▶ **Work instruction**
All that is needed is each line of the entries holding the word "seed", copied as it stands.

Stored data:
========

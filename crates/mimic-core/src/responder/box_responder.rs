//! BoxResponder -- object-safe dynamic dispatch wrapper for Responder.
//!
//! 1. Define an object-safe `ResponderDyn` trait with boxed futures
//! 2. Blanket-impl `ResponderDyn` for all `T: Responder`
//! 3. `BoxResponder` wraps `Box<dyn ResponderDyn>` and delegates

use std::future::Future;
use std::pin::Pin;

use mimic_types::error::ModelError;
use mimic_types::memory::Exchange;
use mimic_types::model::{Readiness, TrainOutcome};

use super::provider::Responder;

type BoxFuture<'a, T> = Pin<Box<dyn Future<Output = T> + Send + 'a>>;

/// Object-safe version of [`Responder`] with boxed futures.
pub trait ResponderDyn: Send + Sync {
    fn name(&self) -> &str;

    fn learns_from_memory(&self) -> bool;

    fn readiness_boxed(&self) -> BoxFuture<'_, Readiness>;

    fn generate_boxed<'a>(&'a self, text: &'a str) -> BoxFuture<'a, String>;

    fn train_boxed(
        &self,
        exchanges: Vec<Exchange>,
    ) -> BoxFuture<'_, Result<TrainOutcome, ModelError>>;
}

impl<T: Responder> ResponderDyn for T {
    fn name(&self) -> &str {
        Responder::name(self)
    }

    fn learns_from_memory(&self) -> bool {
        Responder::learns_from_memory(self)
    }

    fn readiness_boxed(&self) -> BoxFuture<'_, Readiness> {
        Box::pin(self.readiness())
    }

    fn generate_boxed<'a>(&'a self, text: &'a str) -> BoxFuture<'a, String> {
        Box::pin(self.generate(text))
    }

    fn train_boxed(
        &self,
        exchanges: Vec<Exchange>,
    ) -> BoxFuture<'_, Result<TrainOutcome, ModelError>> {
        Box::pin(self.train(exchanges))
    }
}

/// Type-erased responder for runtime selection (trained vs. remote).
pub struct BoxResponder {
    inner: Box<dyn ResponderDyn>,
}

impl BoxResponder {
    /// Wrap a concrete `Responder` in a type-erased box.
    pub fn new<T: Responder + 'static>(responder: T) -> Self {
        Self {
            inner: Box::new(responder),
        }
    }

    pub fn name(&self) -> &str {
        self.inner.name()
    }

    pub fn learns_from_memory(&self) -> bool {
        self.inner.learns_from_memory()
    }

    pub async fn readiness(&self) -> Readiness {
        self.inner.readiness_boxed().await
    }

    pub async fn generate(&self, text: &str) -> String {
        self.inner.generate_boxed(text).await
    }

    pub async fn train(&self, exchanges: Vec<Exchange>) -> Result<TrainOutcome, ModelError> {
        self.inner.train_boxed(exchanges).await
    }
}
//! Bot configuration types for Mimic.
//!
//! `BotConfig` represents `config.toml` in the data directory. Every field
//! has a default so an empty (or missing) file yields a runnable bot.

use serde::{Deserialize, Serialize};

use crate::error::ConfigError;

/// Which responder answers messages the memory cannot.
#[derive(Debug, Clone, Copy, PartialEq, Eq, Serialize, Deserialize, Default)]
#[serde(rename_all = "lowercase")]
pub enum ResponderKind {
    /// Locally trained network, retrained from the memory store.
    #[default]
    Trained,
    /// Hosted text-generation endpoint; memory is not accumulated.
    Remote,
}

/// Top-level configuration for a Mimic bot.
#[derive(Debug, Clone, Serialize, Deserialize)]
pub struct BotConfig {
    /// Display name used in replies and the informational command.
    #[serde(default = "default_model_name")]
    pub model_name: String,

    /// Channels the bot answers in. Messages elsewhere are ignored.
    #[serde(default)]
    pub allowed_channel_ids: Vec<String>,

    /// Reserved command token (compared after case folding).
    #[serde(default = "default_command_token")]
    pub command_token: String,

    #[serde(default)]
    pub responder: ResponderKind,

    /// Memory file name, relative to the data directory.
    #[serde(default = "default_memory_file")]
    pub memory_file: String,

    #[serde(default)]
    pub training: TrainingConfig,

    #[serde(default)]
    pub remote: RemoteConfig,
}

fn default_model_name() -> String {
    "AnonimBot v1.0".to_string()
}

fn default_command_token() -> String {
    "!model".to_string()
}

fn default_memory_file() -> String {
    "exchanges.json".to_string()
}

impl Default for BotConfig {
    fn default() -> Self {
        Self {
            model_name: default_model_name(),
            allowed_channel_ids: Vec::new(),
            command_token: default_command_token(),
            responder: ResponderKind::default(),
            memory_file: default_memory_file(),
            training: TrainingConfig::default(),
            remote: RemoteConfig::default(),
        }
    }
}

impl BotConfig {
    /// Reject settings that would make training or remote calls meaningless.
    pub fn validate(&self) -> Result<(), ConfigError> {
        if self.training.epochs == 0 {
            return Err(ConfigError::Invalid("training.epochs must be at least 1".into()));
        }
        if self.training.batch_size == 0 {
            return Err(ConfigError::Invalid(
                "training.batch_size must be at least 1".into(),
            ));
        }
        if !(self.training.learning_rate > 0.0) {
            return Err(ConfigError::Invalid(
                "training.learning_rate must be positive".into(),
            ));
        }
        if self.responder == ResponderKind::Remote && self.remote.endpoint.trim().is_empty() {
            return Err(ConfigError::Invalid(
                "remote.endpoint is required when responder = \"remote\"".into(),
            ));
        }
        Ok(())
    }
}

/// Settings for the locally trained responder.
#[derive(Debug, Clone, Serialize, Deserialize)]
pub struct TrainingConfig {
    /// Full passes over the training set per training run.
    #[serde(default = "default_epochs")]
    pub epochs: usize,

    #[serde(default = "default_batch_size")]
    pub batch_size: usize,

    #[serde(default = "default_learning_rate")]
    pub learning_rate: f32,

    /// Schedule a background retrain after this many new exchanges.
    /// `None` trains only at startup.
    #[serde(default = "default_retrain_every")]
    pub retrain_every: Option<usize>,

    /// Fixed RNG seed for reproducible weight initialisation.
    #[serde(default)]
    pub seed: Option<u64>,
}

fn default_epochs() -> usize {
    50
}

fn default_batch_size() -> usize {
    32
}

fn default_learning_rate() -> f32 {
    0.001
}

fn default_retrain_every() -> Option<usize> {
    Some(10)
}

impl Default for TrainingConfig {
    fn default() -> Self {
        Self {
            epochs: default_epochs(),
            batch_size: default_batch_size(),
            learning_rate: default_learning_rate(),
            retrain_every: default_retrain_every(),
            seed: None,
        }
    }
}

/// Settings for the hosted text-generation endpoint.
///
/// The sampling knobs are passed through to the provider untouched.
#[derive(Debug, Clone, Serialize, Deserialize)]
pub struct RemoteConfig {
    /// Full URL of the generation endpoint.
    #[serde(default)]
    pub endpoint: String,

    /// Environment variable holding the bearer token.
    #[serde(default = "default_token_env")]
    pub token_env: String,

    #[serde(default = "default_timeout_secs")]
    pub timeout_secs: u64,

    #[serde(default)]
    pub generation: GenerationParameters,
}

fn default_token_env() -> String {
    "MIMIC_INFERENCE_TOKEN".to_string()
}

fn default_timeout_secs() -> u64 {
    30
}

impl Default for RemoteConfig {
    fn default() -> Self {
        Self {
            endpoint: String::new(),
            token_env: default_token_env(),
            timeout_secs: default_timeout_secs(),
            generation: GenerationParameters::default(),
        }
    }
}

/// Generation policy sent with every remote request.
#[derive(Debug, Clone, PartialEq, Serialize, Deserialize)]
pub struct GenerationParameters {
    pub temperature: f32,
    pub max_length: u32,
    pub top_p: f32,
    pub top_k: u32,
    pub repetition_penalty: f32,
}

impl Default for GenerationParameters {
    fn default() -> Self {
        Self {
            temperature: 0.7,
            max_length: 100,
            top_p: 0.9,
            top_k: 50,
            repetition_penalty: 1.2,
        }
    }
}
//! Memory types for Mimic.
//!
//! An [`Exchange`] is one remembered (input, output) pair. The memory store is
//! an ordered, append-only sequence of them; order decides which stored input
//! wins a similarity tie.

use serde::{Deserialize, Serialize};

/// A single remembered exchange between a user message and the bot's reply.
///
/// Immutable once written. The persisted form is exactly
/// `{ "input": ..., "output": ... }`.
#[derive(Debug, Clone, PartialEq, Eq, Serialize, Deserialize)]
pub struct Exchange {
    /// Normalized (case-folded) user text.
    pub input: String,
    /// Reply that was sent for `input`.
    pub output: String,
}

impl Exchange {
    pub fn new(input: impl Into<String>, output: impl Into<String>) -> Self {
        Self {
            input: input.into(),
            output: output.into(),
        }
    }

    /// Whether both sides survive the fixed-width text encoding.
    ///
    /// The encoding reserves code `0` as padding, so text carrying literal
    /// NUL characters cannot be represented and is excluded from training.
    pub fn is_encodable(&self) -> bool {
        !self.input.contains('\0') && !self.output.contains('\0')
    }
}
//! Model identity and readiness.

use axum::Json;
use axum::extract::State;
use serde::Serialize;

use mimic_types::config::ResponderKind;
use mimic_types::model::Readiness;

use crate::state::AppState;

#[derive(Debug, Serialize)]
pub struct ModelResponse {
    pub model_name: String,
    /// Same text the reserved command answers with.
    pub info: String,
    pub responder: ResponderKind,
    pub readiness: Readiness,
    pub exchanges: usize,
}

/// GET /v1/model
pub async fn get_model(State(state): State<AppState>) -> Json<ModelResponse> {
    let pipeline = state.pipeline.lock().await;
    Json(ModelResponse {
        model_name: state.config.model_name.clone(),
        info: pipeline.model_info(),
        responder: state.config.responder,
        readiness: pipeline.readiness().await,
        exchanges: pipeline.memory().len(),
    })
}
//! Responder abstractions for Mimic.
//!
//! - `Responder`: RPITIT trait for the reply generators
//! - `BoxResponder`: object-safe wrapper selected from configuration at startup
//! - `TrainableResponder`: local network retrained from memory
//! - `network`: the dense regression network it owns

pub mod box_responder;
pub mod network;
pub mod provider;
pub mod trained;

pub use box_responder::BoxResponder;
pub use provider::Responder;
pub use trained::TrainableResponder;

========

▶ **Your response**
    /// Fixed RNG seed for reproducible weight initialisation.
    pub seed: Option<u64>,
            seed: None,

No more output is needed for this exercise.